_Saved entries:_
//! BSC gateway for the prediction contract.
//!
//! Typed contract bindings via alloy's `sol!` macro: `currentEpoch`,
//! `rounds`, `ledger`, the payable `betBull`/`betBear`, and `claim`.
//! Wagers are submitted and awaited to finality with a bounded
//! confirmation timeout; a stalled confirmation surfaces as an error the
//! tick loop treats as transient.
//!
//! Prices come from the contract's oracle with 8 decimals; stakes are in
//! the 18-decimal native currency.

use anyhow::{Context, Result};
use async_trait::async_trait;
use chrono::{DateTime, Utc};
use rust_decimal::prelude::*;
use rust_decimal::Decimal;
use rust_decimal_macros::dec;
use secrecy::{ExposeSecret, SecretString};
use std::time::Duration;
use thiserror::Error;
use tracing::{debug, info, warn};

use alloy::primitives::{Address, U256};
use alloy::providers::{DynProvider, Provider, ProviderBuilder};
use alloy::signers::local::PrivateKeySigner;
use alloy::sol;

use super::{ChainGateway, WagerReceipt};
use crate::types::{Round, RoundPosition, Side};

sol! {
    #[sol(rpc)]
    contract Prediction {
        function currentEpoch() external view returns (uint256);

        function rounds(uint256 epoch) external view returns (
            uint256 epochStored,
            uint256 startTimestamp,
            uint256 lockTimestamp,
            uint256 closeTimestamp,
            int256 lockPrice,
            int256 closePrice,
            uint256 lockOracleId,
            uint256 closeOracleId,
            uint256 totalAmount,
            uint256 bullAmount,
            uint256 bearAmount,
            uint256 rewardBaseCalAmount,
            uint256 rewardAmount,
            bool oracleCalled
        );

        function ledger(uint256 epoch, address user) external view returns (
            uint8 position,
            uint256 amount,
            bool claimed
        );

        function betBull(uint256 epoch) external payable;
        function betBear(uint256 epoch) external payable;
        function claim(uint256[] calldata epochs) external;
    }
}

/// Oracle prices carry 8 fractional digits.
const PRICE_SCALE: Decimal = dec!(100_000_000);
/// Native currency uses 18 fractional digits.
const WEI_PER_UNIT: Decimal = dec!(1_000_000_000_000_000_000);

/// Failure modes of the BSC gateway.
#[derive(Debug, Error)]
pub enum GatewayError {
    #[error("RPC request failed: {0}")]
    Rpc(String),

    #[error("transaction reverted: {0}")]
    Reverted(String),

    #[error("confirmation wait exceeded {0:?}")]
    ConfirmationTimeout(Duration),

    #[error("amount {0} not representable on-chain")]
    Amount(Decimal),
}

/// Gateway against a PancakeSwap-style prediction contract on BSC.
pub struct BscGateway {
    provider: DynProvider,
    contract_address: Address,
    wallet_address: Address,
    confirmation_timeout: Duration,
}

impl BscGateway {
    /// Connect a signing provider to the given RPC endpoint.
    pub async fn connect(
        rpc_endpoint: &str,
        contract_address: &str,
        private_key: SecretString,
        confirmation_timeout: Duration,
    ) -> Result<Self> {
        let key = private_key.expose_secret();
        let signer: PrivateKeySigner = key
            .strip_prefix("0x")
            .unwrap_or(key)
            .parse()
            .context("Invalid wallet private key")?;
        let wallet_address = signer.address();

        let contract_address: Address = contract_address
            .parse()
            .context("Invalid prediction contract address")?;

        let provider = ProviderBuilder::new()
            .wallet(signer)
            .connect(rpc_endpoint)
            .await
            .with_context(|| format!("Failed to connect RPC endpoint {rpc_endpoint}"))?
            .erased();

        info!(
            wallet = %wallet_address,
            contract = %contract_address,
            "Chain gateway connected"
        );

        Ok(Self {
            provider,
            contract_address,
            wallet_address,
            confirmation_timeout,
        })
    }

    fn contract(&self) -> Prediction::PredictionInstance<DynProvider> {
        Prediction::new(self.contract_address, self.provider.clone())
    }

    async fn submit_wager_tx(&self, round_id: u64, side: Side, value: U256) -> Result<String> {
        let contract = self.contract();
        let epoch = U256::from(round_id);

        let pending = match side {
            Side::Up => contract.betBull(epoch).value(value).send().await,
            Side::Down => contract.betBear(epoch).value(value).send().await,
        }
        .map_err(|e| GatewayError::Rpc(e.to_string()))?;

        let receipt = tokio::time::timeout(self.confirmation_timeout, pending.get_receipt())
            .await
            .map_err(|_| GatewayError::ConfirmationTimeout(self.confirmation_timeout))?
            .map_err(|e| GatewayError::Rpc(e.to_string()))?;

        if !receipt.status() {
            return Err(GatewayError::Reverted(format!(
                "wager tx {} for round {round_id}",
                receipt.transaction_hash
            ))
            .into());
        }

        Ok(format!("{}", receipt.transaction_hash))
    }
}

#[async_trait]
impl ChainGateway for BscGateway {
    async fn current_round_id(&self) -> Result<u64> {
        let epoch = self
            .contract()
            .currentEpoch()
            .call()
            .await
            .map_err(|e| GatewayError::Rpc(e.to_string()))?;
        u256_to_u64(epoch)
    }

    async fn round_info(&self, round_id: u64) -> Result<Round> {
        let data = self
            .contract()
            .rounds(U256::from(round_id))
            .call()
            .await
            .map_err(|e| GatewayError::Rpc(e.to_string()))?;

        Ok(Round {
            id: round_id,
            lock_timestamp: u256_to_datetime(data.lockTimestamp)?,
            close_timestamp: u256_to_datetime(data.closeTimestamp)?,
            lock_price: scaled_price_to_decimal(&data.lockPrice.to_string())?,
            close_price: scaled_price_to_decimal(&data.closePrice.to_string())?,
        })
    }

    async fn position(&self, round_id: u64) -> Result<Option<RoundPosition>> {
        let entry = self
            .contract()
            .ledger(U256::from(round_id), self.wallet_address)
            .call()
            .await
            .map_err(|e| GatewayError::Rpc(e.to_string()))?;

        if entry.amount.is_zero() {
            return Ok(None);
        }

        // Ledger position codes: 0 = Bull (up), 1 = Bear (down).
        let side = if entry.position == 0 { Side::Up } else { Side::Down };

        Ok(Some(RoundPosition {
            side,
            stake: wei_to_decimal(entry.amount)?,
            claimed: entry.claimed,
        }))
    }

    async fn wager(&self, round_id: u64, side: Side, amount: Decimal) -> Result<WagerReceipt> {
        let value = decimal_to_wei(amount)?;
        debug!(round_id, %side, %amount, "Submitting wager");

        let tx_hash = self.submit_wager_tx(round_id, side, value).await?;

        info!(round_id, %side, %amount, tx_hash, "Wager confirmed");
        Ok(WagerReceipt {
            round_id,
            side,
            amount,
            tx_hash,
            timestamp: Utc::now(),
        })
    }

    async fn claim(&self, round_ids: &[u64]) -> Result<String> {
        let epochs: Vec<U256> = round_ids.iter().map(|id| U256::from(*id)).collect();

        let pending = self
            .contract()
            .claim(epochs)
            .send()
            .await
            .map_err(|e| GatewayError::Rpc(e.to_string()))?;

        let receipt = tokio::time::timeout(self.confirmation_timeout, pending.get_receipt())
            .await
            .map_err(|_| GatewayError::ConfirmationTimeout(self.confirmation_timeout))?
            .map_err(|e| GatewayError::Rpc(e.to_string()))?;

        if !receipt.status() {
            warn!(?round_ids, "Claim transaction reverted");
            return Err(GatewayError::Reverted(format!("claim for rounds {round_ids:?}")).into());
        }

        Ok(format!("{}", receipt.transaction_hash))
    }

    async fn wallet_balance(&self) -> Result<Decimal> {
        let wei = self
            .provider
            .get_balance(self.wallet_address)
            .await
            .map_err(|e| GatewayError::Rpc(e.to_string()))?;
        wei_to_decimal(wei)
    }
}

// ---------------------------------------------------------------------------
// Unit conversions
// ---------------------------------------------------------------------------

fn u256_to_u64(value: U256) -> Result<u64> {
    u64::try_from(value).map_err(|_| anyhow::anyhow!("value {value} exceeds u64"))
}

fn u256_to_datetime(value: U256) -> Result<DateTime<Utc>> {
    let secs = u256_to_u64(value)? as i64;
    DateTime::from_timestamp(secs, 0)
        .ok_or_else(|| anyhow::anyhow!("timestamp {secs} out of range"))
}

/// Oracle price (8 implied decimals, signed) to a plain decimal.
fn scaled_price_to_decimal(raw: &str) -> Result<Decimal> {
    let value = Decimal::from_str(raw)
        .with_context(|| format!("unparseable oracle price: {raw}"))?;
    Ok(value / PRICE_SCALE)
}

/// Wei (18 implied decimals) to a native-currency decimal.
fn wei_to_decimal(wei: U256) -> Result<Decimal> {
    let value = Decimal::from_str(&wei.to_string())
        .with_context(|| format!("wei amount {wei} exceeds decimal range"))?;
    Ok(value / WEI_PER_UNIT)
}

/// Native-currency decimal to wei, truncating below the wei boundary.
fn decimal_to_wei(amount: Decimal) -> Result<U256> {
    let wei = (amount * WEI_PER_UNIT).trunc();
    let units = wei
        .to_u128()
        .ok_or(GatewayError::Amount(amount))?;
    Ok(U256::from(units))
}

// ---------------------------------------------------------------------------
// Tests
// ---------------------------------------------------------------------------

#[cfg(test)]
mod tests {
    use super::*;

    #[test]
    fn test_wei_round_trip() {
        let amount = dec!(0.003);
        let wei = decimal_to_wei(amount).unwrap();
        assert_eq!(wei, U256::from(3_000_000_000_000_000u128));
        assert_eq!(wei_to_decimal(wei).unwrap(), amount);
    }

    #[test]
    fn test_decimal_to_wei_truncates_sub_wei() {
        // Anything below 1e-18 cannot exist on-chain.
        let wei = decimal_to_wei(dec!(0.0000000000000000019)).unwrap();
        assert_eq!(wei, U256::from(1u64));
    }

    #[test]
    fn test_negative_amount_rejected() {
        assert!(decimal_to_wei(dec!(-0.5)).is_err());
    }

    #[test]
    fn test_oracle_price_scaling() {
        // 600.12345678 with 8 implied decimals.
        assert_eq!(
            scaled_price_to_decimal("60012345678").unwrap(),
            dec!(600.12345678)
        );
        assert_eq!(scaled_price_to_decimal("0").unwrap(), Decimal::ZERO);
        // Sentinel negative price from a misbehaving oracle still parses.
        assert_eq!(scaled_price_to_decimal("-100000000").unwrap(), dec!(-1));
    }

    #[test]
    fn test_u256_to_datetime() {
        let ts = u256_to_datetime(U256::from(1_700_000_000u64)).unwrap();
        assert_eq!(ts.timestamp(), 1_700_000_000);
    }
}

_Problem statement:_ Filter the entries by the string "const" and copy each matching line.

_Solution:_
const PRICE_SCALE: Decimal = dec!(100_000_000);
const WEI_PER_UNIT: Decimal = dec!(1_000_000_000_000_000_000);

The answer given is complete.